November’s market activity suggests executives and asset managers have embraced some portfolio spring-cleaning, with some insiders stocking up and others clearing out just in time for the year-end run.
We start with Aspen Pharmacare, where Coronation Asset Management clients have now built a substantial 15.04% stake. This cements Coronation as one of Aspen’s most influential shareholder blocs. Coronation has long expressed faith in Aspen’s operational resilience and global footprint, even through patches of volatility.
In a similar show of institutional conviction, GIC Private Limited, Singapore’s sovereign wealth fund, has edged its exposure to Bidvest above the 5% threshold. Bidvest’s diversified services model, strong cash flows and disciplined acquisition strategy make it a reliable anchor in an otherwise choppy domestic economy.
At Brait, director Hermanus Troskie set things off with a modest R656,806 buy. The bigger story, however, is Titan Premier Investments, the investment vehicle associated with retail tycoon and serial risk-taker Christo Wiese. Titan spent four consecutive trading days steadily accumulating Brait shares at prices of between 210c and 220c. The purchases, totalling R8.1m, are the fingerprints of a long-term investor consolidating influence. With Brait still reshaping its post-Virgin Active identity, Titan’s manoeuvres may well foreshadow deeper involvement or a firmer hand in steering the next chapter.
A different accumulation is unfolding at Bytes Technology Group, where Coronation lifted its holding to a substantial 25.24%, a clear statement of confidence in Bytes’s resilient UK-focused IT services model. Camissa Asset Management crossed the 5% mark, adding a layer of domestic institutional support. Offsetting these increases, JPMorgan has moved below the minimum threshold, while the Public Investment Corp (PIC) trimmed its exposure from 6.16% to 5.35%.
At Lighthouse Properties, the Thistle Trust, associated with director Mark Olivier, has been buying. Purchases of 350,000 and 100,000 shares over consecutive days, totalling R3.63m, hint at insider confidence in either the company’s property valuations or distribution outlook. Trust-linked insider buying is often interpreted as a signal of internal bullishness, particularly in a sector still contending with subdued sentiment.
At Mondi, JPMorgan has been actively adjusting its exposure through a series of transactions. It increased its voting rights position to 5.47%, then to 6.35%, before trimming back to 6.08% a day later, movements that align with global trading strategies rather than company-specific news. A far more notable activity is a purchase by Mondi CEO Andrew King, who acquired 25,000 shares at £8.26 (a total value of about R4.64m). Insider purchases by top executives remain one of the clearest signals of internal confidence.

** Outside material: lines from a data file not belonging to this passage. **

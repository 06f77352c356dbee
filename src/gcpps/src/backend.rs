// Copyright 2025 Google LLC
//
// Licensed under the Apache License, Version 2.0 (the "License");
// you may not use this file except in compliance with the License.
// You may obtain a copy of the License at
//
//     https://www.apache.org/licenses/LICENSE-2.0
//
// Unless required by applicable law or agreed to in writing, software
// distributed under the License is distributed on an "AS IS" BASIS,
// WITHOUT WARRANTIES OR CONDITIONS OF ANY KIND, either express or implied.
// See the License for the specific language governing permissions and
// limitations under the License.

use crate::Result;
use crate::model::{AckId, OutgoingMessage, Page, ReceivedMessage};
use tokio_util::sync::CancellationToken;

/// The operations the engines and the [Client][crate::client::Client] need
/// from the messaging service.
///
/// All resource names are fully qualified (see [names][crate::names]). Every
/// call receives a cancellation token; implementations should fail promptly
/// with [Error::cancelled][crate::Error::cancelled] once it fires.
///
/// [RestBackend][crate::transport::RestBackend] implements this trait for the
/// Pub/Sub REST API. Applications may provide their own implementation to
/// [Client::from_backend][crate::client::Client::from_backend].
#[async_trait::async_trait]
pub trait Backend: std::fmt::Debug + Send + Sync {
    /// Succeeds if the topic exists.
    async fn get_topic(&self, topic: String, cancel: CancellationToken) -> Result<()>;

    /// Creates a topic. Fails with a conflict if it already exists.
    async fn create_topic(&self, topic: String, cancel: CancellationToken) -> Result<()>;

    /// Creates a topic unless it already exists.
    async fn create_topic_if_absent(&self, topic: String, cancel: CancellationToken) -> Result<()> {
        match self.get_topic(topic.clone(), cancel.clone()).await {
            Ok(()) => return Ok(()),
            Err(e) if e.is_not_found() => {}
            Err(e) => return Err(e),
        }
        // Someone else may create the topic between the two calls.
        match self.create_topic(topic, cancel).await {
            Err(e) if e.is_conflict() => Ok(()),
            r => r,
        }
    }

    /// Publishes one message, returning the message ids in the response.
    ///
    /// Callers must verify the response contains exactly one id.
    async fn publish(
        &self,
        topic: String,
        message: OutgoingMessage,
        cancel: CancellationToken,
    ) -> Result<Vec<String>>;

    /// Creates a subscription bound to `topic`. Fails with a conflict if it
    /// already exists.
    async fn create_subscription(
        &self,
        subscription: String,
        topic: String,
        cancel: CancellationToken,
    ) -> Result<()>;

    /// Creates a subscription unless it already exists.
    async fn create_subscription_if_absent(
        &self,
        subscription: String,
        topic: String,
        cancel: CancellationToken,
    ) -> Result<()> {
        match self.create_subscription(subscription, topic, cancel).await {
            Err(e) if e.is_conflict() => Ok(()),
            r => r,
        }
    }

    /// Pulls up to `max_messages` messages.
    ///
    /// With `return_immediately` the call returns at once with whatever is
    /// available. Otherwise it may wait for messages to arrive, and may still
    /// return an empty batch when the service-side wait elapses.
    async fn pull(
        &self,
        subscription: String,
        max_messages: i32,
        return_immediately: bool,
        cancel: CancellationToken,
    ) -> Result<Vec<ReceivedMessage>>;

    /// Acknowledges a batch of messages.
    async fn acknowledge(
        &self,
        subscription: String,
        ack_ids: Vec<AckId>,
        cancel: CancellationToken,
    ) -> Result<()>;

    /// Lists one page of the topics in `project` (`projects/{project}`).
    async fn list_topics(
        &self,
        project: String,
        page_token: Option<String>,
        cancel: CancellationToken,
    ) -> Result<Page<String>>;

    /// Lists one page of the subscriptions attached to `topic`.
    async fn list_subscriptions(
        &self,
        topic: String,
        page_token: Option<String>,
        cancel: CancellationToken,
    ) -> Result<Page<String>>;
}
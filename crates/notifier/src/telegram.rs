use std::time::Duration;

use reqwest::Client;
use serde::{Deserialize, Serialize};

use hwbot_common::error::AppError;

use crate::MessageSender;

/// Telegram Bot API `sendMessage` client.
#[derive(Clone)]
pub struct TelegramSender {
    client: Client,
    api_url: String,
    token: String,
}

#[derive(Serialize)]
struct SendMessageRequest<'a> {
    chat_id: &'a str,
    text: &'a str,
}

#[derive(Deserialize)]
struct BotApiReply {
    ok: bool,
    description: Option<String>,
}

impl TelegramSender {
    pub fn new(
        api_url: impl Into<String>,
        token: impl Into<String>,
        timeout: Duration,
    ) -> Result<Self, AppError> {
        let client = Client::builder()
            .timeout(timeout)
            .build()
            .map_err(|e| AppError::Config(format!("failed to build Telegram client: {e}")))?;

        Ok(Self {
            client,
            api_url: api_url.into(),
            token: token.into(),
        })
    }

    fn method_url(&self, method: &str) -> String {
        format!(
            "{}/bot{}/{}",
            self.api_url.trim_end_matches('/'),
            self.token,
            method
        )
    }
}

impl MessageSender for TelegramSender {
    async fn send(&self, chat_id: &str, text: &str) -> Result<(), AppError> {
        // The bot token is part of the URL, so it is stripped from every error.
        let response = self
            .client
            .post(self.method_url("sendMessage"))
            .json(&SendMessageRequest { chat_id, text })
            .send()
            .await
            .map_err(|e| AppError::NotificationSend(e.without_url().to_string()))?;

        let status = response.status();
        let reply = response.json::<BotApiReply>().await.ok();

        match reply {
            Some(BotApiReply { ok: true, .. }) if status.is_success() => Ok(()),
            Some(BotApiReply { description, .. }) => Err(AppError::NotificationSend(format!(
                "Telegram API returned HTTP {}: {}",
                status.as_u16(),
                description.unwrap_or_else(|| "no description".to_string())
            ))),
            None => Err(AppError::NotificationSend(format!(
                "Telegram API returned HTTP {} with an unreadable body",
                status.as_u16()
            ))),
        }
    }
}
use std::future::Future;
use std::time::Duration;

use reqwest::{Client, StatusCode, header};
use serde_json::Value;

use hwbot_common::error::AppError;

/// Source of homework status payloads.
pub trait HomeworkApi {
    /// Fetch every submission updated since `since` (unix seconds), decoded as JSON.
    fn fetch(&self, since: i64) -> impl Future<Output = Result<Value, AppError>> + Send;
}

/// HTTP client for the homework status endpoint.
#[derive(Clone)]
pub struct PracticumClient {
    client: Client,
    endpoint: String,
    token: String,
    timeout: Duration,
}

impl PracticumClient {
    pub fn new(
        endpoint: impl Into<String>,
        token: impl Into<String>,
        timeout: Duration,
    ) -> Result<Self, AppError> {
        let client = Client::builder()
            .timeout(timeout)
            .build()
            .map_err(|e| AppError::Config(format!("failed to build HTTP client: {e}")))?;

        Ok(Self {
            client,
            endpoint: endpoint.into(),
            token: token.into(),
            timeout,
        })
    }

    fn transport_error(&self, e: reqwest::Error) -> AppError {
        if e.is_timeout() {
            AppError::Transport(format!("no response within {}s", self.timeout.as_secs()))
        } else {
            AppError::Transport(e.to_string())
        }
    }
}

impl HomeworkApi for PracticumClient {
    /// No retries here; a failed fetch is retried by the poll loop on its next cycle.
    async fn fetch(&self, since: i64) -> Result<Value, AppError> {
        let response = self
            .client
            .get(&self.endpoint)
            .header(header::AUTHORIZATION, format!("OAuth {}", self.token))
            .query(&[("from_date", since)])
            .send()
            .await
            .map_err(|e| {
                let err = self.transport_error(e);
                tracing::error!(endpoint = %self.endpoint, error = %err, "Status API request failed");
                err
            })?;

        let status = response.status();
        if status != StatusCode::OK {
            tracing::error!(
                endpoint = %self.endpoint,
                status = status.as_u16(),
                "Status API returned unexpected HTTP status"
            );
            return Err(AppError::HttpStatus(status.as_u16()));
        }

        let body = response.bytes().await.map_err(|e| {
            let err = self.transport_error(e);
            tracing::error!(endpoint = %self.endpoint, error = %err, "Failed to read status API response");
            err
        })?;

        serde_json::from_slice(&body).map_err(|e| {
            tracing::error!(error = %e, "Status API response is not valid JSON");
            AppError::Decode(e.to_string())
        })
    }
}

Anél Bosman, group managing executive of Nedbank CIB, sold a total of 20,000 shares across two transactions worth just more than R5.2m. At Standard Bank, Funeka Montjane, CEO of personal and private banking, sold 7,000 shares worth R1.91m. These are not red flags on their own — executives diversify portfolios all the time — but they do align with a broader pattern: senior banking leaders taking some liquidity off the table after a period of strong bank share price performance.

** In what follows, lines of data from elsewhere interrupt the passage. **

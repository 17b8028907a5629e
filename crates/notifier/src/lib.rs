//! Notification delivery.
//!
//! `MessageSender` is the raw send capability of a messaging channel.
//! `Notifier` binds a sender to the single destination chat and never lets a
//! delivery failure escape: the poll loop keeps running whatever the channel does.

use std::future::Future;

use hwbot_common::error::AppError;

pub mod telegram;

pub use telegram::TelegramSender;

/// Outbound message channel.
pub trait MessageSender {
    /// Deliver `text` to `chat_id`. Failures are reported as `AppError::NotificationSend`.
    fn send(&self, chat_id: &str, text: &str) -> impl Future<Output = Result<(), AppError>> + Send;
}

/// Sends messages to one fixed chat, logging and swallowing delivery failures.
pub struct Notifier<S> {
    sender: S,
    chat_id: String,
}

impl<S: MessageSender> Notifier<S> {
    pub fn new(sender: S, chat_id: impl Into<String>) -> Self {
        Self {
            sender,
            chat_id: chat_id.into(),
        }
    }

    pub fn chat_id(&self) -> &str {
        &self.chat_id
    }

    pub async fn notify(&self, message: &str) {
        match self.sender.send(&self.chat_id, message).await {
            Ok(()) => {
                tracing::info!(chat_id = %self.chat_id, "Message sent to chat");
            }
            Err(e) => {
                tracing::error!(chat_id = %self.chat_id, error = %e, "Failed to send message to chat");
            }
        }
    }
}

#[cfg(test)]
mod tests {
    use std::sync::Mutex;

    use super::*;

    #[derive(Default)]
    struct RecordingSender {
        sent: Mutex<Vec<(String, String)>>,
        fail: bool,
    }

    impl MessageSender for RecordingSender {
        async fn send(&self, chat_id: &str, text: &str) -> Result<(), AppError> {
            self.sent
                .lock()
                .unwrap()
                .push((chat_id.to_string(), text.to_string()));
            if self.fail {
                return Err(AppError::NotificationSend("channel down".into()));
            }
            Ok(())
        }
    }

    #[tokio::test]
    async fn test_notify_targets_configured_chat() {
        let notifier = Notifier::new(RecordingSender::default(), "42");
        notifier.notify("hello").await;

        let sent = notifier.sender.sent.lock().unwrap();
        assert_eq!(sent.as_slice(), &[("42".to_string(), "hello".to_string())]);
    }

    #[tokio::test]
    async fn test_notify_swallows_send_failure() {
        let sender = RecordingSender {
            fail: true,
            ..Default::default()
        };
        let notifier = Notifier::new(sender, "42");

        // Must return normally even though the channel rejected the message.
        notifier.notify("hello").await;
        notifier.notify("again").await;

        assert_eq!(notifier.sender.sent.lock().unwrap().len(), 2);
    }
}
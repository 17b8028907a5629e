//! Shape check for status API payloads.

use serde_json::Value;

use hwbot_common::error::{AppError, ShapeViolation};

/// Extract the submission records from a decoded payload, most recent first.
///
/// An empty `homeworks` list is an error rather than a quiet cycle: the API
/// window always covers the submission being tracked.
pub fn extract_submissions(payload: &Value) -> Result<&[Value], AppError> {
    let object = payload
        .as_object()
        .ok_or(AppError::Shape(ShapeViolation::NotAnObject))?;

    let homeworks = object
        .get("homeworks")
        .ok_or(AppError::Shape(ShapeViolation::MissingHomeworks))?
        .as_array()
        .ok_or(AppError::Shape(ShapeViolation::HomeworksNotAList))?;

    if homeworks.is_empty() {
        return Err(AppError::Shape(ShapeViolation::NoSubmissions));
    }

    Ok(homeworks.as_slice())
}
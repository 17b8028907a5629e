use std::time::Duration;

use crate::error::AppError;

pub const DEFAULT_PRACTICUM_ENDPOINT: &str =
    "https://practicum.yandex.ru/api/user_api/homework_statuses/";
pub const DEFAULT_TELEGRAM_API_URL: &str = "https://api.telegram.org";

/// Output format of the log subscriber.
#[derive(Debug, Clone, Copy, PartialEq, Eq)]
pub enum LogFormat {
    Pretty,
    Json,
}

/// Global application configuration loaded from environment variables.
#[derive(Clone)]
pub struct AppConfig {
    /// OAuth token for the homework status API
    pub practicum_token: String,

    /// Telegram bot token
    pub telegram_token: String,

    /// Chat that receives every notification
    pub telegram_chat_id: String,

    /// Homework status endpoint
    pub practicum_endpoint: String,

    /// Telegram Bot API base URL
    pub telegram_api_url: String,

    /// Delay between poll cycles in seconds (default: 600)
    pub retry_interval_secs: u64,

    /// How far back the first request looks, in seconds (default: one week)
    pub lookback_secs: u64,

    /// Upper bound for a single HTTP request in seconds (default: 30)
    pub request_timeout_secs: u64,

    pub log_format: LogFormat,
}

impl AppConfig {
    /// Load configuration from environment variables, seeding them from `.env` if present.
    pub fn from_env() -> Result<Self, AppError> {
        dotenvy::dotenv().ok();
        Self::from_lookup(|key| std::env::var(key).ok())
    }

    /// Build the configuration from an arbitrary variable source.
    ///
    /// Every missing credential is collected before failing so a single
    /// startup error names all of them. Empty values count as missing.
    pub fn from_lookup<F>(lookup: F) -> Result<Self, AppError>
    where
        F: Fn(&str) -> Option<String>,
    {
        let get = |key: &str| lookup(key).filter(|value| !value.trim().is_empty());

        let practicum_token = get("PRACTICUM_TOKEN");
        let telegram_token = get("TELEGRAM_TOKEN");
        let telegram_chat_id = get("TELEGRAM_CHAT_ID").or_else(|| get("CHAT_ID"));

        let mut missing = Vec::new();
        if practicum_token.is_none() {
            missing.push("PRACTICUM_TOKEN");
        }
        if telegram_token.is_none() {
            missing.push("TELEGRAM_TOKEN");
        }
        if telegram_chat_id.is_none() {
            missing.push("TELEGRAM_CHAT_ID");
        }

        let (Some(practicum_token), Some(telegram_token), Some(telegram_chat_id)) =
            (practicum_token, telegram_token, telegram_chat_id)
        else {
            return Err(AppError::MissingCredential(missing));
        };

        let log_format = match get("LOG_FORMAT").as_deref() {
            None | Some("pretty") => LogFormat::Pretty,
            Some("json") => LogFormat::Json,
            Some(other) => {
                return Err(AppError::Config(format!(
                    "LOG_FORMAT must be `pretty` or `json`, got `{other}`"
                )));
            }
        };

        Ok(Self {
            practicum_token,
            telegram_token,
            telegram_chat_id,
            practicum_endpoint: get("PRACTICUM_ENDPOINT")
                .unwrap_or_else(|| DEFAULT_PRACTICUM_ENDPOINT.to_string()),
            telegram_api_url: get("TELEGRAM_API_URL")
                .unwrap_or_else(|| DEFAULT_TELEGRAM_API_URL.to_string()),
            retry_interval_secs: parse_secs(get("RETRY_INTERVAL_SECS"), "RETRY_INTERVAL_SECS", 600)?,
            lookback_secs: parse_secs(get("LOOKBACK_SECS"), "LOOKBACK_SECS", 7 * 24 * 60 * 60)?,
            request_timeout_secs: parse_secs(
                get("REQUEST_TIMEOUT_SECS"),
                "REQUEST_TIMEOUT_SECS",
                30,
            )?,
            log_format,
        })
    }

    pub fn retry_interval(&self) -> Duration {
        Duration::from_secs(self.retry_interval_secs)
    }

    pub fn request_timeout(&self) -> Duration {
        Duration::from_secs(self.request_timeout_secs)
    }

    /// Unix timestamp the first poll starts from: `now` minus the lookback window.
    pub fn initial_since(&self, now: chrono::DateTime<chrono::Utc>) -> i64 {
        let lookback = i64::try_from(self.lookback_secs).unwrap_or(i64::MAX);
        now.timestamp().saturating_sub(lookback)
    }
}

fn parse_secs(raw: Option<String>, key: &str, default: u64) -> Result<u64, AppError> {
    match raw {
        None => Ok(default),
        Some(value) => value
            .trim()
            .parse()
            .map_err(|_| AppError::Config(format!("{key} must be a valid u64, got `{value}`"))),
    }
}

impl std::fmt::Debug for AppConfig {
    fn fmt(&self, f: &mut std::fmt::Formatter<'_>) -> std::fmt::Result {
        f.debug_struct("AppConfig")
            .field("practicum_token", &"<redacted>")
            .field("telegram_token", &"<redacted>")
            .field("telegram_chat_id", &self.telegram_chat_id)
            .field("practicum_endpoint", &self.practicum_endpoint)
            .field("telegram_api_url", &self.telegram_api_url)
            .field("retry_interval_secs", &self.retry_interval_secs)
            .field("lookback_secs", &self.lookback_secs)
            .field("request_timeout_secs", &self.request_timeout_secs)
            .field("log_format", &self.log_format)
            .finish()
    }
}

Christo Wiese’s Titan manoeuvres may well foreshadow deeper involvement, or a firmer hand in steering the next chapter
The PIC has been particularly active across several counters, sending a mix of signals. It reduced its holding in Raubex to 24.28%, while 36One Asset Management increased its stake to just above 5%. At SA Corporate Real Estate, the PIC pared back to 19.64%.
The week closed with significant movement at WeBuyCars, where Aylett & Co Fund Managers acquired a 5.05% stake — a material vote of confidence in a company still proving itself as a standalone listed entity. On the same day I Dirk, associated with director Dirk van der Walt, acquired 450,000 shares worth more than R20.4m. Insider buying of this scale, particularly so soon after listing, is a powerful signal and suggests that those closest to the numbers see long-term runway even as vehicle market volatility persists.
On the A2X
The A2X also had a busy stretch, with liquidity again clustering around the market’s heaviest counters. Prosus dominated trade on the platform, clearing R338.9m for a 14.7% market share slice. Glencore followed with R75.9m (9.84%), while Investec added R51.3m (9.43%). Mondi came in next with R27.8m (9.09%), just ahead of Woolworths, which posted R57.4m but a slightly lower market share contribution of 8.86%.